The state-level institutions that both provide irrigation water and help to develop and promote drought-adaptive farming strategies play a critical role in farmers’ adaptation to climate change in Sri Lanka’s dry zone. Echoing prior research conducted elsewhere, our study shows that farmers without formal institutional (particularly infrastructural) support are the most vulnerable to climate change, and we encourage that climate adaptation efforts target these populations, possibly working to create wage labor opportunities particularly for those farmers in areas where irrigation system expansion is challenging. Further, while each of the adaptive strategies employed by water-stressed farmers may be helping to maintain rice yields that would be otherwise reduced by drought, planting hybrid seed varietals appears to be the most effective strategy for maintaining yields in the face of water stress.
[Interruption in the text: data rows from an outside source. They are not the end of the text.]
use std::any::{Any, type_name};
use std::fmt;

use crate::error::DecodeError;

/// The chain of records enclosing the one being decoded, nearest first.
///
/// A record type may be embedded by several other record types, so the
/// links are type-erased. Generated code knows which record types can
/// sit at each depth and recovers the concrete one with [`Parents::get`],
/// or tries each candidate against [`Parents::record`].
///
/// The chain lives on the decoding call stack: a record hands
/// `parents.push(self)` to its children and nothing is stored in the
/// decoded tree.
#[derive(Clone, Copy)]
pub struct Parents<'a> {
    record: &'a (dyn Any + 'static),
    up: Option<&'a Parents<'a>>,
}

impl<'a> Parents<'a> {
    /// Start a chain whose only link is `record`, the direct parent.
    #[must_use]
    pub fn new(record: &'a (dyn Any + 'static)) -> Self {
        Self { record, up: None }
    }

    /// Extend the chain by one level: `record` becomes the direct parent
    /// and every existing link moves one level further up.
    #[must_use]
    pub fn push<'b>(&'b self, record: &'b (dyn Any + 'static)) -> Parents<'b> {
        Parents {
            record,
            up: Some(self),
        }
    }

    /// The link `depth` levels up, where depth 1 is the direct parent.
    ///
    /// # Errors
    ///
    /// [`DecodeError::MissingParent`] if the chain is shorter than `depth`.
    pub fn link(&self, depth: usize) -> Result<&Self, DecodeError> {
        if depth == 0 {
            return Err(DecodeError::MissingParent { depth });
        }
        let mut link = self;
        for _ in 1..depth {
            link = link.up.ok_or(DecodeError::MissingParent { depth })?;
        }
        Ok(link)
    }

    /// The record held by this link.
    #[must_use]
    pub fn record(&self) -> &'a (dyn Any + 'static) {
        self.record
    }

    /// The record `depth` levels up, as its concrete type.
    ///
    /// # Errors
    ///
    /// [`DecodeError::MissingParent`] if the chain is too short and
    /// [`DecodeError::ParentMismatch`] if that ancestor is not a `T`.
    pub fn get<T: Any>(&self, depth: usize) -> Result<&'a T, DecodeError> {
        let record = self.link(depth)?.record;
        record.downcast_ref::<T>().ok_or(DecodeError::ParentMismatch {
            depth,
            expected: type_name::<T>(),
        })
    }

    /// Number of links in the chain.
    #[must_use]
    pub fn depth(&self) -> usize {
        let mut depth = 1;
        let mut link = self;
        while let Some(up) = link.up {
            depth += 1;
            link = up;
        }
        depth
    }
}

impl fmt::Debug for Parents<'_> {
    fn fmt(&self, f: &mut fmt::Formatter<'_>) -> fmt::Result {
        f.debug_struct("Parents")
            .field("depth", &self.depth())
            .finish_non_exhaustive()
    }
}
While these hybrid seeds may reduce farmers’ yields in optimal conditions (Dhanapala 2006; Wassmann et al. 2009), they are more effective than traditional varietals under drought conditions. Additionally, planting short duration seed varietals requires less coordination and institutional intervention than the other climate change adaptation strategies being promoted in the dry zone, underscoring the importance and challenges of state-level institutions’ involvement in climate change adaptation. Ultimately, the positive effect of short duration seeds on water-stressed farmers yields suggest that the continued and increased promotion of these seeds may be the most effective method for maintaining Sri Lanka’s rice supply as climate change-driven drought risk intensifies.